Researchers identify gene associated with muscular dystrophy-related vision problems

Blood vessel formation in the retina is controlled by FRG1, a gene linked to facioscapulohumeral muscular dystrophy

April 21, 2009, Cambridge, UK - Skeletal muscle disease and vision deficits might seem unrelated, but a frog model of muscular dystrophy shows it is not such a leap.

Facioscapulohumeral muscular dystrophy, or FSHD, is the world's third most common type of muscular dystrophy. It is characterized by progressive skeletal muscle weakening in the face, shoulders, and upper arms. Over half of FSHD patients (also known as Landouzy-Dejerine syndrome) also have abnormal blood vessels in the back of the eye, which can cause vision problems.

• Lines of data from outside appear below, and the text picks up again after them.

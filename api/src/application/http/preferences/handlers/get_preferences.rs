use axum::{Extension, extract::State};
use kurdmed_core::domain::preferences::Preferences;
use serde::{Deserialize, Serialize};
use utoipa::ToSchema;

use crate::application::{
    device_middleware::DeviceContext,
    http::server::{
        api_entities::{api_error::ApiError, response::Response},
        app_state::AppState,
    },
};

#[derive(Debug, PartialEq, Serialize, Deserialize, ToSchema)]
pub struct PreferencesResponse {
    pub data: Preferences,
}

#[utoipa::path(
    get,
    path = "",
    tag = "preferences",
    summary = "Get device preferences",
    description = "Theme, language and onboarding state of this device, with defaults for unset values",
    params(
        ("X-Device-Id" = String, Header, description = "Device identifier"),
    ),
    responses(
        (status = 200, body = PreferencesResponse)
    )
)]
pub async fn get_preferences(
    State(state): State<AppState>,
    Extension(device): Extension<DeviceContext>,
) -> Result<Response<PreferencesResponse>, ApiError> {
    let preferences = state
        .preferences
        .load(&device.device_id, device.accept_language.as_deref())
        .await
        .map_err(ApiError::from)?;

    Ok(Response::OK(PreferencesResponse { data: preferences }))
}
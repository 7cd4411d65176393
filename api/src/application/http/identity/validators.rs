use serde::{Deserialize, Serialize};
use utoipa::ToSchema;
use validator::Validate;

/// Sign-in failure reported by the browser's popup flow.
#[derive(Debug, Serialize, Deserialize, ToSchema, Validate)]
pub struct SignInFailureRequest {
    #[validate(length(min = 1, max = 200, message = "code must be between 1 and 200 characters"))]
    pub code: String,
    #[serde(default)]
    pub message: String,
}
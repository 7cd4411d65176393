pub mod file_loader;

pub use file_loader::load_translations;
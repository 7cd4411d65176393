use std::{fmt, str::FromStr};

use serde::{Deserialize, Serialize};
use utoipa::ToSchema;

use crate::domain::common::entities::app_errors::CoreError;

/// The two locales the application ships with.
#[derive(Debug, Clone, Copy, PartialEq, Eq, Hash, Default, Serialize, Deserialize, ToSchema)]
#[serde(rename_all = "lowercase")]
pub enum Language {
    #[default]
    En,
    Ku,
}

impl Language {
    pub const ALL: [Language; 2] = [Language::En, Language::Ku];

    pub fn code(&self) -> &'static str {
        match self {
            Language::En => "en",
            Language::Ku => "ku",
        }
    }

    /// Human-readable name used inside model instructions.
    pub fn display_name(&self) -> &'static str {
        match self {
            Language::En => "English",
            Language::Ku => "Kurdish (Sorani)",
        }
    }

    pub fn is_right_to_left(&self) -> bool {
        matches!(self, Language::Ku)
    }

    /// Picks a language from an `Accept-Language` header value. Only the primary
    /// subtag of the first entry is considered; anything other than `ku` is English.
    pub fn from_accept_language(header: &str) -> Language {
        let primary = header
            .split(',')
            .next()
            .and_then(|entry| entry.split(';').next())
            .and_then(|tag| tag.trim().split('-').next())
            .unwrap_or_default();

        if primary.eq_ignore_ascii_case("ku") {
            Language::Ku
        } else {
            Language::En
        }
    }
}

impl fmt::Display for Language {
    fn fmt(&self, f: &mut fmt::Formatter<'_>) -> fmt::Result {
        f.write_str(self.code())
    }
}

impl FromStr for Language {
    type Err = CoreError;

    fn from_str(s: &str) -> Result<Self, Self::Err> {
        match s.trim().to_ascii_lowercase().as_str() {
            "en" => Ok(Language::En),
            "ku" => Ok(Language::Ku),
            _ => Err(CoreError::Invalid),
        }
    }
}

#[cfg(test)]
mod tests {
    use super::*;

    #[test]
    fn test_parse_language_codes() {
        assert_eq!("en".parse::<Language>(), Ok(Language::En));
        assert_eq!(" KU ".parse::<Language>(), Ok(Language::Ku));
        assert_eq!("fr".parse::<Language>(), Err(CoreError::Invalid));
    }

    #[test]
    fn test_from_accept_language() {
        assert_eq!(Language::from_accept_language("ku-IQ,en;q=0.8"), Language::Ku);
        assert_eq!(Language::from_accept_language("en-US,ku;q=0.9"), Language::En);
        assert_eq!(Language::from_accept_language("de"), Language::En);
        assert_eq!(Language::from_accept_language(""), Language::En);
    }
}
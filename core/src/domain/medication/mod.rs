pub mod entities;
pub mod parser;
pub mod ports;
pub mod prompts;
pub mod schema;
pub mod services;
pub mod value_objects;

pub use entities::*;
pub use ports::*;
pub use value_objects::*;
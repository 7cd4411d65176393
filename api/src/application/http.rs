pub mod chat;
pub mod health;
pub mod identity;
pub mod localization;
pub mod medication;
pub mod preferences;
pub mod server;
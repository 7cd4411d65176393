pub mod get_locale;

pub use get_locale::{__path_get_locale, get_locale};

Over 95% of FSHD patients carry a genetic abnormality proposed to affect expression of the FRG1 gene, and previous studies of FRG1 in frogs demonstrate that it is important for skeletal muscle development. Therefore, University of Illinois scientists investigated the possibility that the FRG1 gene might also be responsible for the blood vessel abnormalities in FSHD patients' eyes. Their report published in Disease Models & Mechanisms (DMM), describes how they examined the FRG1 gene in the frog and found the protein that it encodes for is highly expressed in blood vessels. Additional experiments show that normal FRG1 protein expression is important for blood vessel growth and organization.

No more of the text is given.